The study found that the proactive, personalized, confidential telephone counseling sessions were effective in helping teen smokers kick the habit. At the completion of the study, 21.8 percent of all smokers (daily and less than daily) in the counseling group had achieved continuous quitting for six months, as compared to 17.8 percent of those in the comparison group, a difference of four percent.
The intervention also impacted three-month, one-month and seven-day smoking abstinence, with differences between the counseling group and the comparison group of 3.3 percent, 6.8 percent and 7.5 percent, respectively.
The intervention integrated two types of counseling: motivational interviewing, which emphasizes building motivation and confidence for quitting, and cognitive behavioral skills training, which gives smokers the tools they need to learn how to quit.

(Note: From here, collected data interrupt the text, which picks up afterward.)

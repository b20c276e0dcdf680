use thiserror::Error;

/// Result type produced by the unit-vector analysis routines.
pub type Result<T> = std::result::Result<T, UvecsError>;

/// Precondition violations raised by the analysis core.
///
/// Degenerate inputs (for example a field where every cell is missing) are not
/// errors: they produce NaN outputs instead.
#[derive(Debug, Error)]
pub enum UvecsError {
    #[error("orientation field must have {expected} channels, got {found}")]
    ChannelCount { expected: usize, found: usize },
    #[error("coordinate axis '{axis}' has length {found}, grid axis has length {expected}")]
    CoordinateLength {
        axis: String,
        expected: usize,
        found: usize,
    },
    #[error("fields have different shapes: {left:?} and {right:?}")]
    ShapeMismatch { left: Vec<usize>, right: Vec<usize> },
    #[error("neighbor stencil needs at least 3x3 cells, got {rows}x{cols}")]
    GridTooSmall { rows: usize, cols: usize },
    #[error("coordinate lists must be non-empty and of equal length, got {xs} and {ys}")]
    CoordinateLists { xs: usize, ys: usize },
    #[error("no cell with {axis} = {value} on axis '{axis}'")]
    CoordinateNotFound { axis: String, value: f64 },
    #[error("colorwheel resolution must be at least 1")]
    InvalidResolution,
    #[error("kernel bandwidth must be positive and finite, got {0}")]
    InvalidBandwidth(f64),
    #[error(transparent)]
    Shape(#[from] ndarray::ShapeError),
}
/// Decimal places kept in the dot product before `arccos` for pairwise angles.
pub const PAIR_ROUND_DECIMALS: i32 = 10;
/// Decimal places kept in the spherical law of cosines for the neighbor stencil.
pub const STENCIL_ROUND_DECIMALS: i32 = 5;
/// Default side length of the colorwheel lookup table.
pub const DEFAULT_LUT_RESOLUTION: usize = 512;
/// Colour written to cells whose colorwheel index falls outside the table.
pub const INVALID_PIXEL: [u8; 3] = [255, 255, 255];
/// Default kernel bandwidth (radians) for the spherical density estimate.
pub const DEFAULT_BANDWIDTH: f64 = 0.2;
/// Default cap on the number of doubled samples handed to the density estimator.
pub const DEFAULT_MAX_SAMPLES: usize = 10000;
/// Default number of lattice points covering the sphere for density evaluation.
pub const DEFAULT_MESH_POINTS: usize = 5000;
/// Default number of equator points added to the evaluation mesh.
pub const DEFAULT_CIRCLE_POINTS: usize = 10000;
/// Default colatitudes (degrees) of the pole-figure reference circles.
pub const DEFAULT_REFERENCE_ANGLES: [f64; 2] = [30.0, 60.0];
/// Iteration cap for the symmetric eigen-decomposition of the orientation tensor.
pub const EIGEN_MAX_ITERATIONS: usize = 1000;
/// Channel label of the angular input field.
pub const ANGLE_CHANNEL: &str = "uvec";
/// Channel label of a cartesian field.
pub const CARTESIAN_CHANNEL: &str = "vc";
/// Channel label of a Bunge-Euler field.
pub const BUNGE_CHANNEL: &str = "vbe";
/// Channel label of a colormap image.
pub const IMAGE_CHANNEL: &str = "img";
/// Channel label of a neighbor misorientation field.
pub const MISORIENTATION_CHANNEL: &str = "misAngle";
//! Percent-escaping for form keys and values.
//!
//! The allowed set is the URL query character class with every RFC 3986
//! general delimiter (`: # [ ] @`) and sub-delimiter (`! $ & ' ( ) * + , ; =`)
//! removed, except `?` and `/`, which RFC 3986 §3.4 permits inside a query.
//! What remains unescaped:
//!
//! ```text
//! ALPHA / DIGIT / "-" / "." / "_" / "~" / "/" / "?"
//! ```
//!
//! Every other byte of the UTF-8 encoding becomes `%HH` with uppercase hex.

const HEX: &[u8; 16] = b"0123456789ABCDEF";

/// Whether `b` passes through unescaped.
pub fn is_allowed(b: u8) -> bool {
    matches!(b,
        b'A'..=b'Z'
        | b'a'..=b'z'
        | b'0'..=b'9'
        | b'-' | b'.' | b'_' | b'~'
        | b'/' | b'?'
    )
}

/// Percent-escape a string for use as a form key or value.
///
/// Keys and values go through the same function. Because a `&str` is always
/// valid UTF-8, escaping cannot fail.
///
/// ```
/// use urlform_core::escape;
///
/// assert_eq!(escape("a b&c"), "a%20b%26c");
/// assert_eq!(escape("tags[]"), "tags%5B%5D");
/// assert_eq!(escape("a/b?c"), "a/b?c");
/// ```
pub fn escape(s: &str) -> String {
    escape_bytes(s.as_bytes())
}

/// Percent-escape arbitrary bytes with the same policy as [`escape`].
pub fn escape_bytes(bytes: &[u8]) -> String {
    // Worst case every byte becomes "%XX"
    let mut out = String::with_capacity(bytes.len() * 3);
    for &b in bytes {
        if is_allowed(b) {
            out.push(b as char);
            continue;
        }
        out.push('%');
        out.push(HEX[(b >> 4) as usize] as char);
        out.push(HEX[(b & 0x0F) as usize] as char);
    }
    out
}

#[cfg(test)]
mod tests {
    use super::*;

    #[test]
    fn unreserved_and_query_carve_outs_pass_through() {
        let s = "AZaz09-._~/?";
        assert_eq!(escape(s), s);
    }

    #[test]
    fn general_delimiters_are_escaped() {
        assert_eq!(escape(":#[]@"), "%3A%23%5B%5D%40");
    }

    #[test]
    fn sub_delimiters_are_escaped() {
        assert_eq!(escape("!$&'()*+,;="), "%21%24%26%27%28%29%2A%2B%2C%3B%3D");
    }

    #[test]
    fn space_percent_and_binary() {
        assert_eq!(escape(" %"), "%20%25");
        assert_eq!(escape_bytes(&[0x00, 0xFF, b'a']), "%00%FFa");
    }

    #[test]
    fn non_ascii_is_utf8_encoded() {
        assert_eq!(escape("café"), "caf%C3%A9");
        assert_eq!(escape("你"), "%E4%BD%A0");
    }

    #[test]
    fn empty_string() {
        assert_eq!(escape(""), "");
    }
}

“Motivational interviewing is very caring, nonjudgmental and respectful. It is non-confrontational. A counselor would never say, ‘I want you to quit smoking.’ Instead the counselor would ask what the behavior means to the participant. What do they like about it? What don’t they like about it?’” explained Kealey, first author of the companion paper, which describes in detail the design and implementation of the telephone counseling intervention.
“In the end, it is the smoker’s own reasons and desire to quit that motivate the quit attempt,” said Kealey, project manager for the study.
Cognitive behavioral skills training seeks to help people build skills for quitting and preventing relapse through counseling strategies that emphasize practical tools, such as self-talk strategies, ways to cope with stress and smoking triggers, and collaborating on a plan for quitting.
The National Cancer Institute funded the study, which also involved investigators at Group Health Research Institute in Seattle.